China aims to keep its 2011 grain production over 1 trillion jin (500 million tons), according to Thursday's executive meeting of the State Council, or the Cabinet.
Also, the China State Council has developed relevant departments to take part in a national movement to promote harvests this year, according to a statement released after the meeting, which was presided over by Premier Wen Jiabao.
The action will focus on increasing grain supplies of both abundant and scarce types of grain, spreading key technologies on disaster prevention and minimizing damage when it occurs in China's major grain producing areas.
China must adhere to the strict protection system for arable land, promote large-scale planting, and encourage farmers to increase the production of japonica rice, corn and minor cereals, the statement read.
The country also plans to push forward high-level farm construction techniques for water-saving irrigation and formulated fertilization, it said. Meanwhile, China will choose 50 counties and 500 towns with high yield potential to pilot a program for developing high production crops.
Agricultural technical personnel would also provide on-site guidance to farmers during the key farming season.
Further, agricultural departments would guarantee sufficient supplies of seeds, chemical fertilizers, pesticides and diesel fuel, while cracking down on counterfeit goods, according to the statement.

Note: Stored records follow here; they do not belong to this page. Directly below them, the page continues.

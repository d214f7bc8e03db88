//! Client for the destination video-hosting API and its asset store.
//!
//! The destination issues per-actor OAuth2 password-grant tokens; migrated
//! content must be created under the migrated end-user's own token so
//! authorship displays correctly. [`TokenBroker`] holds the one OAuth client
//! discovery and the per-actor token cache for the process lifetime, passed
//! explicitly into pipeline calls rather than held as global state.

#![forbid(unsafe_code)]
#![warn(missing_docs)]

mod asset;
mod client;
mod token;
mod upload;

pub use asset::AssetStore;
pub use client::{DestClient, DestConfig};
pub use token::TokenBroker;
pub use upload::{ThumbnailUpload, VideoUpload};
//! Binary attachment metadata.

use serde::{Deserialize, Serialize};

/// A binary payload owned by exactly one resource.
///
/// The `hash` field is the content hash of the payload and serves as its
/// identity: the local cache stores the bytes under the hash, so two
/// resources carrying byte-identical attachments share one cached file.
#[derive(Debug, Clone, PartialEq, Eq, Serialize, Deserialize)]
pub struct Attachment {
    /// Original filename as recorded by the source system
    pub filename: String,
    /// Content hash of the payload; the cache key
    pub hash: String,
    /// URL the payload can be downloaded from
    pub location: String,
    /// MIME type of the payload
    pub mimetype: String,
    /// Payload size in bytes
    pub size: u64,
}

impl Attachment {
    /// Filename derived from the last segment of the source location.
    ///
    /// Used as the terminal path component when re-uploading the payload to
    /// the asset store.
    pub fn location_filename(&self) -> &str {
        self.location.rsplit('/').next().unwrap_or(&self.location)
    }
}

#[cfg(test)]
mod tests {
    use super::*;

    fn attachment(location: &str) -> Attachment {
        Attachment {
            filename: "photo.jpg".to_string(),
            hash: "abc123".to_string(),
            location: location.to_string(),
            mimetype: "image/jpeg".to_string(),
            size: 42,
        }
    }

    #[test]
    fn location_filename_takes_last_segment() {
        let a = attachment("https://files.example.org/bucket/photo%20de%20classe.jpg");
        assert_eq!(a.location_filename(), "photo%20de%20classe.jpg");
    }

    #[test]
    fn location_filename_without_slashes_is_whole_location() {
        let a = attachment("photo.jpg");
        assert_eq!(a.location_filename(), "photo.jpg");
    }
}
#[cfg(test)]
mod tests {
    use super::*;
    use caravel_core::Attachment;
    use tempfile::TempDir;

    fn video(id: &str, quarantine: bool) -> Video {
        Video {
            id: id.to_string(),
            title: format!("Video {id}"),
            description: String::new(),
            duration: 60,
            grade: "CP".to_string(),
            keywords: vec![],
            profile: "p1".to_string(),
            creation_date: 1,
            publish_date: 2,
            last_modified: 3,
            schema: 1,
            thumbnail: String::new(),
            attachment: Attachment {
                filename: "v.mp4".to_string(),
                hash: "aaaa".to_string(),
                location: "https://example.org/v.mp4".to_string(),
                mimetype: "video/mp4".to_string(),
                size: 1,
            },
            quarantine,
        }
    }

    fn profile(id: &str, email: &str) -> Profile {
        Profile {
            id: id.to_string(),
            name: "Jean".to_string(),
            bio: String::new(),
            email: email.to_string(),
            schema: 1,
            last_modified: 0,
        }
    }

    fn comment(id: &str, video: &str) -> Comment {
        Comment {
            id: id.to_string(),
            video: video.to_string(),
            profile: "p1".to_string(),
            comment: "Bravo !".to_string(),
            schema: 1,
            last_modified: 5,
            attachment: None,
        }
    }

    fn profile_index(entries: &[(&str, &str)]) -> HashMap<String, Profile> {
        entries
            .iter()
            .map(|(username, email)| (username.to_string(), profile("p1", email)))
            .collect()
    }

    fn ownership(entries: &[(&str, &str)]) -> OwnershipTable {
        let dir = TempDir::new().unwrap();
        let mut table = OwnershipTable::load(dir.path().join("owners.json")).unwrap();
        for (video_id, username) in entries {
            table.insert(*video_id, *username);
        }
        table
    }

    #[test]
    fn mapped_and_alive_records_are_never_recreated() {
        assert_eq!(sync_action(true, true), SyncAction::Skip);
    }

    #[test]
    fn mapped_but_vanished_records_are_recreated() {
        assert_eq!(sync_action(true, false), SyncAction::Recreate);
    }

    #[test]
    fn unmapped_records_are_created() {
        assert_eq!(sync_action(false, false), SyncAction::Create);
        assert_eq!(sync_action(false, true), SyncAction::Create);
    }

    #[test]
    fn comment_with_unmapped_video_fails_before_any_remote_call() {
        let dir = TempDir::new().unwrap();
        let mapping =
            MappingStore::open(dir.path().join("mapping.json"), "https://dest/api/v1").unwrap();

        let err = parent_video(&mapping, &comment("c1", "v1")).unwrap_err();
        assert!(matches!(err.kind(), CaravelErrorKind::Dependency(_)));
    }

    #[test]
    fn comment_with_mapped_video_resolves_to_its_uuid() {
        let dir = TempDir::new().unwrap();
        let mut mapping =
            MappingStore::open(dir.path().join("mapping.json"), "https://dest/api/v1").unwrap();
        mapping.set("v1", "uuid-1").unwrap();

        assert_eq!(parent_video(&mapping, &comment("c1", "v1")).unwrap(), "uuid-1");
    }

    #[test]
    fn resolved_owner_with_pulled_profile_is_the_actor() {
        let owners = ownership(&[("v1", "jean.paul.dupont")]);
        let profiles = profile_index(&[("jean.paul.dupont", "Jean-Paul.Dupont@example.org")]);

        let actor = video_actor(&owners, &profiles, &video("v1", false), Some("review"), "root");
        assert_eq!(actor, "jean.paul.dupont");
    }

    #[test]
    fn quarantined_video_with_unknown_owner_goes_to_review_account() {
        let owners = ownership(&[("v1", "missing.profile")]);
        let profiles = profile_index(&[]);

        let actor = video_actor(&owners, &profiles, &video("v1", true), Some("review"), "root");
        assert_eq!(actor, "review");
    }

    #[test]
    fn published_video_with_unknown_owner_falls_back_to_admin() {
        let owners = ownership(&[("v1", "missing.profile")]);
        let profiles = profile_index(&[]);

        let actor = video_actor(&owners, &profiles, &video("v1", false), Some("review"), "root");
        assert_eq!(actor, "root");
    }

    #[test]
    fn unowned_video_falls_back_to_admin() {
        let owners = ownership(&[]);
        let profiles = profile_index(&[("jean.paul.dupont", "Jean-Paul.Dupont@example.org")]);

        let actor = video_actor(&owners, &profiles, &video("v1", true), None, "root");
        assert_eq!(actor, "root");
    }

    #[test]
    fn published_non_admin_uploads_are_released() {
        assert!(releases_hold(false, "jean.paul.dupont", "root"));
    }

    #[test]
    fn quarantine_uploads_stay_held_for_every_actor() {
        assert!(!releases_hold(true, "jean.paul.dupont", "root"));
        assert!(!releases_hold(true, "review", "root"));
        assert!(!releases_hold(true, "root", "root"));
    }

    #[test]
    fn admin_uploads_are_never_held() {
        assert!(!releases_hold(false, "root", "root"));
    }
}
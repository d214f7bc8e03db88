//! On-disk, content-addressed cache of pulled resources.

use caravel_core::{Attachment, Resource, Video};
use caravel_error::{CaravelResult, HttpError, StorageError, StorageErrorKind};
use sha2::{Digest, Sha256};
use std::fs;
use std::marker::PhantomData;
use std::path::{Path, PathBuf};
use tracing::{debug, info, warn};

const META_SUFFIX: &str = "-meta";
const THUMBNAIL_SUFFIX: &str = "-thumbnail";
const JPEG_QUALITY: u8 = 95;

/// Filesystem cache of pulled resource records and their binary attachments.
///
/// Layout:
///
/// ```text
/// {root}/
/// ├── video/
/// │   ├── {id}-meta         (JSON record)
/// │   └── {id}-thumbnail    (normalized JPEG)
/// ├── profile/
/// │   └── {id}-meta
/// ├── comment/
/// │   └── {id}-meta
/// └── attachment/
///     └── {hash}            (payload, content-addressed)
/// ```
///
/// Records are written at most once per id unless a re-pull is forced;
/// attachments are keyed by content hash so byte-identical payloads share one
/// cached file.
pub struct ResourceStore {
    root: PathBuf,
    client: reqwest::Client,
}

impl ResourceStore {
    /// Open the store at `root`, creating the directory if absent.
    pub fn new(root: impl Into<PathBuf>) -> CaravelResult<Self> {
        let root = root.into();
        fs::create_dir_all(&root).map_err(|e| {
            StorageError::new(StorageErrorKind::DirectoryCreation(format!(
                "{}: {}",
                root.display(),
                e
            )))
        })?;
        debug!(path = %root.display(), "Opened resource store");
        Ok(Self {
            root,
            client: reqwest::Client::new(),
        })
    }

    fn kind_root(&self, kind: &str) -> CaravelResult<PathBuf> {
        let dir = self.root.join(kind);
        fs::create_dir_all(&dir).map_err(|e| {
            StorageError::new(StorageErrorKind::DirectoryCreation(format!(
                "{}: {}",
                dir.display(),
                e
            )))
        })?;
        Ok(dir)
    }

    /// Path of the record file for a resource id of kind `R`.
    pub fn record_path<R: Resource>(&self, id: &str) -> PathBuf {
        self.root.join(R::KIND).join(format!("{id}{META_SUFFIX}"))
    }

    /// Persist a resource record if absent or `force`.
    ///
    /// Returns `true` when the record was written, `false` when the cached
    /// copy was kept.
    pub fn put<R: Resource>(&self, resource: &R, force: bool) -> CaravelResult<bool> {
        self.kind_root(R::KIND)?;
        let dest = self.record_path::<R>(resource.id());
        if dest.exists() && !force {
            debug!(kind = R::KIND, id = resource.id(), "Record already cached");
            return Ok(false);
        }
        let body = serde_json::to_vec(resource).map_err(|e| {
            StorageError::new(StorageErrorKind::FileWrite(format!(
                "{}: {}",
                dest.display(),
                e
            )))
        })?;
        write_atomic(&dest, &body, false)?;
        info!(kind = R::KIND, id = resource.id(), "Persisted record");
        Ok(true)
    }

    /// Lazily iterate all persisted records of kind `R`, in no particular
    /// order.
    pub fn list<R: Resource>(&self) -> CaravelResult<RecordIter<R>> {
        let dir = self.kind_root(R::KIND)?;
        let entries = fs::read_dir(&dir).map_err(|e| {
            StorageError::new(StorageErrorKind::FileRead(format!(
                "{}: {}",
                dir.display(),
                e
            )))
        })?;
        Ok(RecordIter {
            entries,
            _marker: PhantomData,
        })
    }

    /// Cache path of an attachment payload, keyed by content hash.
    pub fn attachment_path(&self, attachment: &Attachment) -> PathBuf {
        self.root.join("attachment").join(&attachment.hash)
    }

    /// Download an attachment payload into the cache if absent or `force`.
    ///
    /// Failure here is fatal for the owning resource's pull: a resource
    /// without its primary payload cannot be migrated.
    pub async fn download_attachment(
        &self,
        attachment: &Attachment,
        force: bool,
    ) -> CaravelResult<bool> {
        self.kind_root("attachment")?;
        let dest = self.attachment_path(attachment);
        if dest.exists() && !force {
            debug!(hash = %attachment.hash, "Attachment already cached");
            return Ok(false);
        }
        info!(url = %attachment.location, hash = %attachment.hash, "Downloading attachment");
        let bytes = self.fetch(&attachment.location).await?;
        let mut hasher = Sha256::new();
        hasher.update(&bytes);
        let digest = format!("{:x}", hasher.finalize());
        if digest != attachment.hash {
            // The source hash is authoritative as the cache key; a differing
            // digest is logged for the operator but does not block the pull.
            warn!(
                declared = %attachment.hash,
                computed = %digest,
                url = %attachment.location,
                "Attachment content does not match its declared hash"
            );
        }
        write_atomic(&dest, &bytes, false)?;
        Ok(true)
    }

    /// Cache path of a video's normalized thumbnail.
    pub fn thumbnail_path(&self, video_id: &str) -> PathBuf {
        self.root
            .join(Video::KIND)
            .join(format!("{video_id}{THUMBNAIL_SUFFIX}"))
    }

    /// Download a video's thumbnail if present, absent or `force`, and
    /// normalize it to the one image encoding the destination accepts.
    ///
    /// Network failure is tolerated: the video migrates without a thumbnail.
    pub async fn download_thumbnail(&self, video: &Video, force: bool) -> CaravelResult<bool> {
        if video.thumbnail.is_empty() {
            return Ok(false);
        }
        self.kind_root(Video::KIND)?;
        let dest = self.thumbnail_path(&video.id);
        if dest.exists() && !force {
            debug!(id = %video.id, "Thumbnail already cached");
            return Ok(false);
        }
        let bytes = match self.fetch(&video.thumbnail).await {
            Ok(bytes) => bytes,
            Err(e) => {
                warn!(id = %video.id, url = %video.thumbnail, error = %e, "Thumbnail fetch failed, continuing without it");
                return Ok(false);
            }
        };
        let jpeg = normalize_to_jpeg(&bytes).map_err(|e| {
            StorageError::new(StorageErrorKind::Image(format!(
                "thumbnail for {}: {}",
                video.id, e
            )))
        })?;
        write_atomic(&dest, &jpeg, false)?;
        info!(id = %video.id, "Stored normalized thumbnail");
        Ok(true)
    }

    async fn fetch(&self, url: &str) -> CaravelResult<Vec<u8>> {
        let response = self
            .client
            .get(url)
            .send()
            .await
            .map_err(|e| HttpError::new(format!("GET {url}: {e}")))?;
        if !response.status().is_success() {
            return Err(HttpError::new(format!(
                "GET {url} returned {}",
                response.status()
            ))
            .into());
        }
        let bytes = response
            .bytes()
            .await
            .map_err(|e| HttpError::new(format!("GET {url}: {e}")))?;
        Ok(bytes.to_vec())
    }
}

/// Lazy iterator over the persisted records of one resource kind.
pub struct RecordIter<R> {
    entries: fs::ReadDir,
    _marker: PhantomData<R>,
}

impl<R: Resource> Iterator for RecordIter<R> {
    type Item = CaravelResult<R>;

    fn next(&mut self) -> Option<Self::Item> {
        loop {
            let entry = match self.entries.next()? {
                Ok(entry) => entry,
                Err(e) => {
                    return Some(Err(StorageError::new(StorageErrorKind::FileRead(
                        e.to_string(),
                    ))
                    .into()));
                }
            };
            let path = entry.path();
            let Some(name) = path.file_name().and_then(|n| n.to_str()) else {
                continue;
            };
            if !name.ends_with(META_SUFFIX) {
                continue;
            }
            return Some(read_record(&path));
        }
    }
}

fn read_record<R: Resource>(path: &Path) -> CaravelResult<R> {
    let body = fs::read(path).map_err(|e| {
        StorageError::new(StorageErrorKind::FileRead(format!(
            "{}: {}",
            path.display(),
            e
        )))
    })?;
    serde_json::from_slice(&body).map_err(|e| {
        StorageError::new(StorageErrorKind::InvalidRecord(format!(
            "{}: {}",
            path.display(),
            e
        )))
        .into()
    })
}

/// Re-encode arbitrary image bytes as an RGB JPEG.
fn normalize_to_jpeg(bytes: &[u8]) -> Result<Vec<u8>, image::ImageError> {
    let decoded = image::load_from_memory(bytes)?;
    let rgb = decoded.to_rgb8();
    let mut out = Vec::new();
    let encoder = image::codecs::jpeg::JpegEncoder::new_with_quality(&mut out, JPEG_QUALITY);
    rgb.write_with_encoder(encoder)?;
    Ok(out)
}

/// Write via temp file + rename so readers never observe a torn file.
pub(crate) fn write_atomic(path: &Path, body: &[u8], fsync: bool) -> CaravelResult<()> {
    let tmp = path.with_extension("tmp");
    let write = || -> std::io::Result<()> {
        fs::write(&tmp, body)?;
        if fsync {
            let file = fs::File::open(&tmp)?;
            file.sync_all()?;
        }
        fs::rename(&tmp, path)
    };
    write().map_err(|e| {
        StorageError::new(StorageErrorKind::FileWrite(format!(
            "{}: {}",
            path.display(),
            e
        )))
        .into()
    })
}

China should also strengthen efforts in disaster prevention and reduction, beef up the monitoring and early warning systems and enhance anti-disaster policy support.
The central government will earmark an additional 10 billion yuan to aid farmers and agricultural production, according to the statement.
In order to relieve the drought and guarantee China's food security, the central budget has allocated 12.9 billion yuan earlier this month for fighting the drought in eight affected provinces.
China, which has more than 1.34 billion citizens, has always been listed on the world's watch-list for a food crisis.